It didn’t matter how many compliments I got.  Or how many people said they liked me. I never ever believed them.

I mean, come on. I knew all the rotten things I had done. All the secrets I hadn’t told. All the lies I had to keep up because if I didn’t then something bad would happen.

If anyone knew the truth of who I really was then they wouldn’t be saying they like me.

Oh I knew the right thing to say to all those lovely compliments, “Oh thank you so much” with a big giant smile on my face.

Then that compliment would brush right off my back and I’d say, “SEE YA” as it floated away…

I couldn’t believe them. Or take them in. That would have been fooling myself. That would have made me a fake…

And ya know what happened to me during those years: Not Much.

My self-esteem was in the gutter (but I would never have admitted that).

My confidence was stalled (I couldn’t get my dreams off the ground).

Because nothing I accomplished or the compliments I received SUNK IN. Nothing STUCK.

I wouldn’t let it because I didn’t think I deserved those compliments or those accomplishments or ….

Are compliments hard for you to accept?

Do you have difficult time receiving love?

Ever feel like you’d love someone to help you but you just can’t ask?

Oh gosh, I know those feelings.

Have you ever felt like that?

Here’s what I learned. An inability to accept compliments points to a lack of self love.

An ability to acknowledge your accomplishments points to the same.

Not able to take in the love others give you? DITTO!

You need more self-love.

In 1956, psychologist Eric Fromm proposed that loving oneself is different from being arrogant, conceited or egocentric. He proposed that loving oneself means caring about oneself, taking responsibility for oneself, respecting oneself, and knowing oneself (e.g. being realistic and honest about one’s strengths and weaknesses). He proposed, further, that in order to be able to truly love another person, a person needs first to love oneself.

And to do what Eric Fromm says, to practice loving yourself you need courage, commitment and support.

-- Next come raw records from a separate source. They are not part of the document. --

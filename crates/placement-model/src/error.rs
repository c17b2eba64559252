use thiserror::Error;

#[derive(Debug, Error, PartialEq, Eq)]
pub enum ModelError {
    #[error("invalid {option} value '{value}' (expected one of: {expected})")]
    InvalidOption {
        option: &'static str,
        value: String,
        expected: &'static str,
    },
}

pub type Result<T> = std::result::Result<T, ModelError>;
//! In-memory representation of an uploaded results table.

use std::fmt;

use serde::{Deserialize, Serialize};

/// A single typed cell as produced by the parser.
///
/// Typing is whatever the source format yields natively: CSV columns get
/// schema inference, workbook cells keep their stored type.
#[derive(Debug, Clone, PartialEq, Default, Serialize, Deserialize)]
#[serde(untagged)]
pub enum CellValue {
    #[default]
    Empty,
    Bool(bool),
    Int(i64),
    Float(f64),
    Text(String),
}

impl CellValue {
    /// Builds a text cell, mapping the empty string to [`CellValue::Empty`].
    pub fn text(value: impl Into<String>) -> Self {
        let value = value.into();
        if value.is_empty() {
            Self::Empty
        } else {
            Self::Text(value)
        }
    }

    pub fn is_empty(&self) -> bool {
        matches!(self, Self::Empty)
    }

    /// Numeric view of the cell, used for score averaging.
    ///
    /// Text is accepted when it parses as a finite number after trimming,
    /// with an optional trailing `%`. Booleans are never numeric.
    pub fn as_number(&self) -> Option<f64> {
        let value = match self {
            Self::Int(v) => *v as f64,
            Self::Float(v) => *v,
            Self::Text(text) => parse_number(text)?,
            Self::Empty | Self::Bool(_) => return None,
        };
        value.is_finite().then_some(value)
    }
}

fn parse_number(text: &str) -> Option<f64> {
    let trimmed = text.trim();
    let trimmed = trimmed.strip_suffix('%').unwrap_or(trimmed).trim_end();
    if trimmed.is_empty() {
        return None;
    }
    trimmed.parse::<f64>().ok()
}

impl fmt::Display for CellValue {
    fn fmt(&self, f: &mut fmt::Formatter<'_>) -> fmt::Result {
        match self {
            Self::Empty => Ok(()),
            Self::Bool(v) => write!(f, "{v}"),
            Self::Int(v) => write!(f, "{v}"),
            Self::Float(v) => write!(f, "{v}"),
            Self::Text(v) => f.write_str(v),
        }
    }
}

impl From<&str> for CellValue {
    fn from(value: &str) -> Self {
        Self::text(value)
    }
}

impl From<String> for CellValue {
    fn from(value: String) -> Self {
        Self::text(value)
    }
}

impl From<i64> for CellValue {
    fn from(value: i64) -> Self {
        Self::Int(value)
    }
}

impl From<f64> for CellValue {
    fn from(value: f64) -> Self {
        Self::Float(value)
    }
}

/// Parsed upload: a header row plus index-aligned data rows.
///
/// Built once by the ingest layer and read-only afterwards.
#[derive(Debug, Clone, PartialEq, Default, Serialize, Deserialize)]
pub struct UploadedTable {
    headers: Vec<String>,
    rows: Vec<Vec<CellValue>>,
}

impl UploadedTable {
    /// Creates a table from headers and rows.
    ///
    /// Short rows are padded with [`CellValue::Empty`] and long rows are cut
    /// to the header width, so every row lines up with the headers.
    pub fn new(headers: Vec<String>, rows: Vec<Vec<CellValue>>) -> Self {
        let width = headers.len();
        let rows = rows
            .into_iter()
            .map(|mut row| {
                row.resize(width, CellValue::Empty);
                row
            })
            .collect();
        Self { headers, rows }
    }

    pub fn headers(&self) -> &[String] {
        &self.headers
    }

    pub fn rows(&self) -> &[Vec<CellValue>] {
        &self.rows
    }

    pub fn row_count(&self) -> usize {
        self.rows.len()
    }

    pub fn column_count(&self) -> usize {
        self.headers.len()
    }

    /// True when the table has no data rows (a header row may still exist).
    pub fn is_empty(&self) -> bool {
        self.rows.is_empty()
    }

    pub fn column_index(&self, name: &str) -> Option<usize> {
        self.headers.iter().position(|header| header == name)
    }

    pub fn has_column(&self, name: &str) -> bool {
        self.column_index(name).is_some()
    }

    /// Iterates the cells of one column in row order.
    pub fn column<'a>(
        &'a self,
        name: &str,
    ) -> Option<impl Iterator<Item = &'a CellValue> + use<'a>> {
        let idx = self.column_index(name)?;
        Some(self.rows.iter().map(move |row| &row[idx]))
    }

    pub fn cell(&self, row: usize, name: &str) -> Option<&CellValue> {
        let idx = self.column_index(name)?;
        self.rows.get(row).map(|cells| &cells[idx])
    }
}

Courage to do things you are scared to do…

Commitment to follow-through…

We both know, to do either of those things, you have to have support.

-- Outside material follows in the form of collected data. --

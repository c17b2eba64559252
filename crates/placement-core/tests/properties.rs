//! Property tests for aggregation invariants.

use proptest::prelude::*;

use placement_core::aggregate;
use placement_model::{CellValue, ColumnBinding, KeyNormalization, UploadedTable};

fn site_cell() -> impl Strategy<Value = CellValue> {
    prop_oneof![
        Just(CellValue::Empty),
        "[A-D]".prop_map(CellValue::text),
        (0i64..3).prop_map(CellValue::Int),
    ]
}

fn score_cell() -> impl Strategy<Value = CellValue> {
    prop_oneof![
        Just(CellValue::Empty),
        Just(CellValue::text("n/a")),
        (0i64..=100).prop_map(CellValue::Int),
        (0.0f64..100.0).prop_map(CellValue::Float),
    ]
}

fn rows() -> impl Strategy<Value = Vec<Vec<CellValue>>> {
    prop::collection::vec(
        (site_cell(), site_cell(), score_cell()).prop_map(|(s, f, c)| vec![s, f, c]),
        0..60,
    )
}

fn build(rows: Vec<Vec<CellValue>>) -> UploadedTable {
    UploadedTable::new(
        vec!["Site".to_string(), "Field".to_string(), "Score".to_string()],
        rows,
    )
}

fn full_binding() -> ColumnBinding {
    ColumnBinding {
        site_column: "Site".to_string(),
        field_column: "Field".to_string(),
        score_column: Some("Score".to_string()),
    }
}

proptest! {
    #[test]
    fn site_counts_sum_to_non_empty_rows(rows in rows()) {
        let non_empty = rows.iter().filter(|row| !row[0].is_empty()).count();
        let result = aggregate(&build(rows), &full_binding(), KeyNormalization::Exact).unwrap();
        prop_assert_eq!(result.grouped_rows(), non_empty);
    }

    #[test]
    fn count_tables_are_sorted_descending(rows in rows()) {
        let result = aggregate(&build(rows), &full_binding(), KeyNormalization::Exact).unwrap();
        for table in [&result.by_site, &result.by_field] {
            for pair in table.windows(2) {
                prop_assert!(pair[0].count >= pair[1].count);
            }
        }
        for pair in result.score_avg.windows(2) {
            prop_assert!(pair[0].mean >= pair[1].mean);
        }
    }

    #[test]
    fn means_stay_within_score_bounds(rows in rows()) {
        let result = aggregate(&build(rows), &full_binding(), KeyNormalization::Exact).unwrap();
        for row in &result.score_avg {
            prop_assert!(row.samples > 0);
            prop_assert!((0.0..=100.0).contains(&row.mean));
        }
    }

    #[test]
    fn field_fallback_mirrors_sites(rows in rows()) {
        let binding = ColumnBinding::site_only("Site");
        let result = aggregate(&build(rows), &binding, KeyNormalization::Exact).unwrap();
        prop_assert_eq!(&result.by_field, &result.by_site);
        prop_assert!(result.score_avg.is_empty());
    }
}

Because without support, you won’t do the hard things.

Without support, you won’t feel safe enough to make those changes.

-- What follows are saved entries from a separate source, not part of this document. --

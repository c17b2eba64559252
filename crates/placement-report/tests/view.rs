use insta::assert_json_snapshot;

use placement_core::{AnalyticsError, AnalyticsReport, analyze_upload};
use placement_model::{
    AggregationResult, AnalyticsOptions, CellValue, ColumnBinding, CountRow, MeanRow,
};
use placement_report::{AnalyticsView, TablesView, write_summary_csv};

fn report() -> AnalyticsReport {
    AnalyticsReport {
        file_name: "results.csv".to_string(),
        row_count: 3,
        binding: ColumnBinding {
            site_column: "Placement".to_string(),
            field_column: "Field".to_string(),
            score_column: Some("Score".to_string()),
        },
        result: AggregationResult {
            by_site: vec![CountRow::new("A", 2), CountRow::new("B", 1)],
            by_field: vec![CountRow::new("X", 2), CountRow::new("Y", 1)],
            score_avg: vec![
                MeanRow {
                    key: CellValue::text("A"),
                    mean: 85.5,
                    samples: 2,
                },
                MeanRow {
                    key: CellValue::text("B"),
                    mean: 70.5,
                    samples: 1,
                },
            ],
        },
    }
}

#[test]
fn results_view_snapshot() {
    let view = AnalyticsView::from_outcome(Ok(report()));
    assert_eq!(view.error(), None);
    assert_json_snapshot!(view, @r#"
    {
      "tables": {
        "cols": {
          "site": "Placement",
          "field": "Field",
          "score": "Score"
        },
        "by_site": [
          {
            "Placement": "A",
            "count": 2
          },
          {
            "Placement": "B",
            "count": 1
          }
        ],
        "by_field": [
          {
            "Field": "X",
            "count": 2
          },
          {
            "Field": "Y",
            "count": 1
          }
        ],
        "score_avg": [
          {
            "Placement": "A",
            "Score": 85.5
          },
          {
            "Placement": "B",
            "Score": 70.5
          }
        ]
      },
      "charts": {
        "site_labels": [
          "A",
          "B"
        ],
        "site_values": [
          2,
          1
        ],
        "field_labels": [
          "X",
          "Y"
        ],
        "field_values": [
          2,
          1
        ],
        "avg_labels": [
          "A",
          "B"
        ],
        "avg_values": [
          85.5,
          70.5
        ],
        "samples_labels": [
          "A",
          "B"
        ],
        "samples_values": [
          2,
          1
        ]
      }
    }
    "#);
}

#[test]
fn error_view_snapshot() {
    let view = AnalyticsView::from_outcome(Err(AnalyticsError::NoFile));
    assert_eq!(view.error(), Some("no file selected"));
    assert_json_snapshot!(view, @r#"
    {
      "error": "no file selected",
      "error_kind": "no_file"
    }
    "#);
}

#[test]
fn pipeline_failures_become_error_views() {
    let outcome = analyze_upload("notes.txt", b"anything", &AnalyticsOptions::default());
    let view = AnalyticsView::from_outcome(outcome);
    let message = view.error().unwrap();
    assert!(message.starts_with("unsupported file format"), "{message}");

    let outcome = analyze_upload("people.csv", b"Name,Value\nx,1\n", &AnalyticsOptions::default());
    let view = AnalyticsView::from_outcome(outcome);
    assert!(view.error().unwrap().contains("site"));
}

#[test]
fn fallback_field_reuses_site_column_name() {
    let binding = ColumnBinding::site_only("מקום הכשרה");
    let result = AggregationResult {
        by_site: vec![CountRow::new("חיפה", 2)],
        by_field: vec![CountRow::new("חיפה", 2)],
        score_avg: Vec::new(),
    };
    let tables = TablesView::from_result(&binding, &result);
    assert_eq!(tables.cols.field, "מקום הכשרה");
    assert_eq!(tables.cols.score, None);
    assert_eq!(tables.by_field, tables.by_site);
    assert!(tables.score_avg.is_empty());
    let json = serde_json::to_value(&tables).unwrap();
    assert!(json["cols"].get("score").is_none());
}

#[test]
fn header_only_upload_renders_empty_tables() {
    let outcome = analyze_upload("empty.csv", b"Site,Field,Score\n", &AnalyticsOptions::default());
    match AnalyticsView::from_outcome(outcome) {
        AnalyticsView::Results { tables, charts } => {
            assert!(tables.by_site.is_empty());
            assert!(tables.by_field.is_empty());
            assert!(tables.score_avg.is_empty());
            assert!(charts.site_labels.is_empty());
        }
        AnalyticsView::Failed { error, .. } => panic!("unexpected error: {error}"),
    }
}

#[test]
fn csv_export_lists_every_table() {
    let mut out = Vec::new();
    write_summary_csv(&mut out, &report().result).unwrap();
    let text = String::from_utf8(out).unwrap();
    let lines: Vec<&str> = text.lines().collect();
    assert_eq!(lines.len(), 7);
    assert_eq!(lines[0], "table,key,value,samples");
    assert_eq!(lines[5], "score_avg,A,85.5,2");
}
//! Placement analytics pipeline.
//!
//! Wires ingestion, column resolution and aggregation into a single
//! synchronous, request-scoped call. Every failure comes back as an
//! [`AnalyticsError`] whose `Display` text is fit for the user.

pub mod aggregate;
pub mod error;
pub mod pipeline;

pub use aggregate::aggregate;
pub use error::{AnalyticsError, Result};
pub use pipeline::{AnalyticsReport, analyze_file, analyze_table, analyze_upload};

So the question on the table is: Do you want to not only accept compliments but believe them too?

Do you want to be able to reach out, feel loved and accepted for being you? No faking. No giving yourself away. No secrets.

It really comes down to one thing:

You gotta DECIDE to love yourself. You gotta decide that you ARE worth loving (Whether you believe it fully or not).

I get it isn’t easy. Heck, it took me years.

But you’ve got me. And I’ve been on this road. I’ve done these things. I’ve gone from not believing to not only believing, but living in the love.

Freedom in love starts with loving yourself. It’s hard to be healthy in any relationship if you don’t have a foundation of self-love.